Chipotle is fined $1.4M in vast child labor case
Faced with a mounting labor shortage and high employee turnover, restaurant chains have earned plaudits for offering incentives to workers to stay in the job longer — tuition payments, bonuses, even a four-day workweek.
But the shortage of workers also appears to have had a darker effect: a steady drumbeat of labor violations by operators who have cut corners to keep their restaurants fully staffed.
In the latest example, Chipotle Mexican Grill was fined nearly $1.4 million on Monday over accusations that it routinely violated Massachusetts child labor laws, with the authorities estimating more than 13,000 violations from 2015 to 2019, the Massachusetts attorney general’s office said.
The authorities examined the records of six Chipotle locations across the state, finding that the chain regularly let dozens of 16- and 17-yearold employees work more than nine hours per day and more than 48 hours per week, in violation of state law, according to the Massachusetts attorney general. The authorities then used those findings to estimate that Chipotle had violated child labor laws 13,253 times across 50 locations in the state.
Chipotle is not the only offender. Child labor laws vary significantly from state to state, making it difficult for national retail and hospitality chains to monitor all the differences. And with unemployment at 3.5%, its lowest level in decades, chains across the United States are struggling to recruit lowwage workers, putting pressure on restaurant operators to break the rules, according to employment lawyers and restaurant industry experts.
“Understaffing is a massive problem,” said Jonathan Maze, the executive editor of Restaurant Business Magazine. “You have companies that are stressed to try to fill hours and keep people on, and it can lead to violations.”

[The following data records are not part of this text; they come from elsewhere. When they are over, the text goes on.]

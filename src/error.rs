//! Error types surfaced by the API client.

use thiserror::Error;

use crate::method::Verb;
use crate::transport::HttpError;

/// Convenience alias used throughout the crate.
pub type Result<T, E = Error> = std::result::Result<T, E>;

/// Error type for every client operation.
///
/// The core never retries or recovers locally: each failure reaches the
/// caller unchanged and there is no partial-success state.
#[derive(Debug, Error)]
pub enum Error {
    /// The request reached the transport and failed there, or the server
    /// answered with a non-success status or an undecodable body.
    #[error(transparent)]
    Api(#[from] ApiError),

    /// The response JSON does not match the operation's typed shape.
    #[error("Unexpected response shape from {endpoint}: {source}")]
    Schema {
        /// Endpoint that produced the response
        endpoint: String,
        /// Underlying deserialization error
        #[source]
        source: serde_json::Error,
    },

    /// A request payload could not be serialized to JSON.
    #[error("Failed to encode request payload: {0}")]
    Payload(#[source] serde_json::Error),

    /// The operation needs an access token but the client has none.
    #[error("Operation requires an access token but none is configured")]
    MissingAccessToken,

    /// The transport could not be created.
    #[error("Failed to set up transport: {0}")]
    Setup(#[source] HttpError),

    /// The client was closed; a new client is required.
    #[error("Client session is closed")]
    SessionClosed,

    /// Only GET and POST are part of the API surface.
    #[error("Unsupported HTTP verb '{0}': expected GET or POST")]
    UnsupportedVerb(String),

    /// The endpoint path could not be joined onto the base URL.
    #[error("Invalid endpoint '{endpoint}': {reason}")]
    InvalidEndpoint {
        /// The endpoint path
        endpoint: String,
        /// Reason for invalidity
        reason: String,
    },
}

/// Normalized failure of a single API call.
///
/// Produced only by the request executor. The underlying cause is kept as
/// [`ApiError::failure`] (and as the error `source`) for diagnostics.
#[derive(Debug, Error)]
#[error("{verb} {endpoint} failed: {failure}")]
pub struct ApiError {
    verb: Verb,
    endpoint: String,
    #[source]
    failure: ApiFailure,
}

/// Underlying cause of an [`ApiError`].
#[derive(Debug, Error)]
pub enum ApiFailure {
    /// Connection, DNS, TLS or timeout failure.
    #[error(transparent)]
    Transport(#[from] HttpError),

    /// The server answered with a non-2xx status.
    ///
    /// The body is kept verbatim and is never parsed.
    #[error("HTTP {status}{}", body_suffix(.body.as_deref()))]
    Status {
        /// Response status
        status: http::StatusCode,
        /// Raw response body, if it was valid UTF-8
        body: Option<String>,
    },

    /// A 2xx response whose body is not valid JSON.
    #[error("Response body is not valid JSON: {0}")]
    Decode(#[source] serde_json::Error),
}

impl ApiError {
    pub(crate) fn new(verb: Verb, endpoint: impl Into<String>, failure: ApiFailure) -> Self {
        Self {
            verb,
            endpoint: endpoint.into(),
            failure,
        }
    }

    /// Returns the verb of the failed call.
    #[must_use]
    pub const fn verb(&self) -> Verb {
        self.verb
    }

    /// Returns the endpoint path of the failed call.
    #[must_use]
    pub fn endpoint(&self) -> &str {
        &self.endpoint
    }

    /// Returns the underlying cause.
    #[must_use]
    pub const fn failure(&self) -> &ApiFailure {
        &self.failure
    }

    /// Returns the HTTP status if the server answered with a non-2xx code.
    #[must_use]
    pub const fn status(&self) -> Option<http::StatusCode> {
        match &self.failure {
            ApiFailure::Status { status, .. } => Some(*status),
            _ => None,
        }
    }
}

impl Error {
    /// Returns the HTTP status of a non-2xx response, if that is what failed.
    #[must_use]
    pub const fn status(&self) -> Option<http::StatusCode> {
        match self {
            Self::Api(e) => e.status(),
            _ => None,
        }
    }
}

fn body_suffix(body: Option<&str>) -> String {
    match body {
        Some(b) if !b.is_empty() => format!(": {b}"),
        _ => String::new(),
    }
}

In August, Qdoba, another fast-casual Mexican chain, was fined nearly $500,000 by the Massachusetts attorney general for more than 1,000 breaches of child labor laws. And last week, the federal government fined a Wendy’s operator with restaurants in nine states for allowing minors to work outside normal business hours. A McDonald’s operator in Michigan and a Burger King franchisee in Massachusetts have also had to pay fines for breaching child labor rules.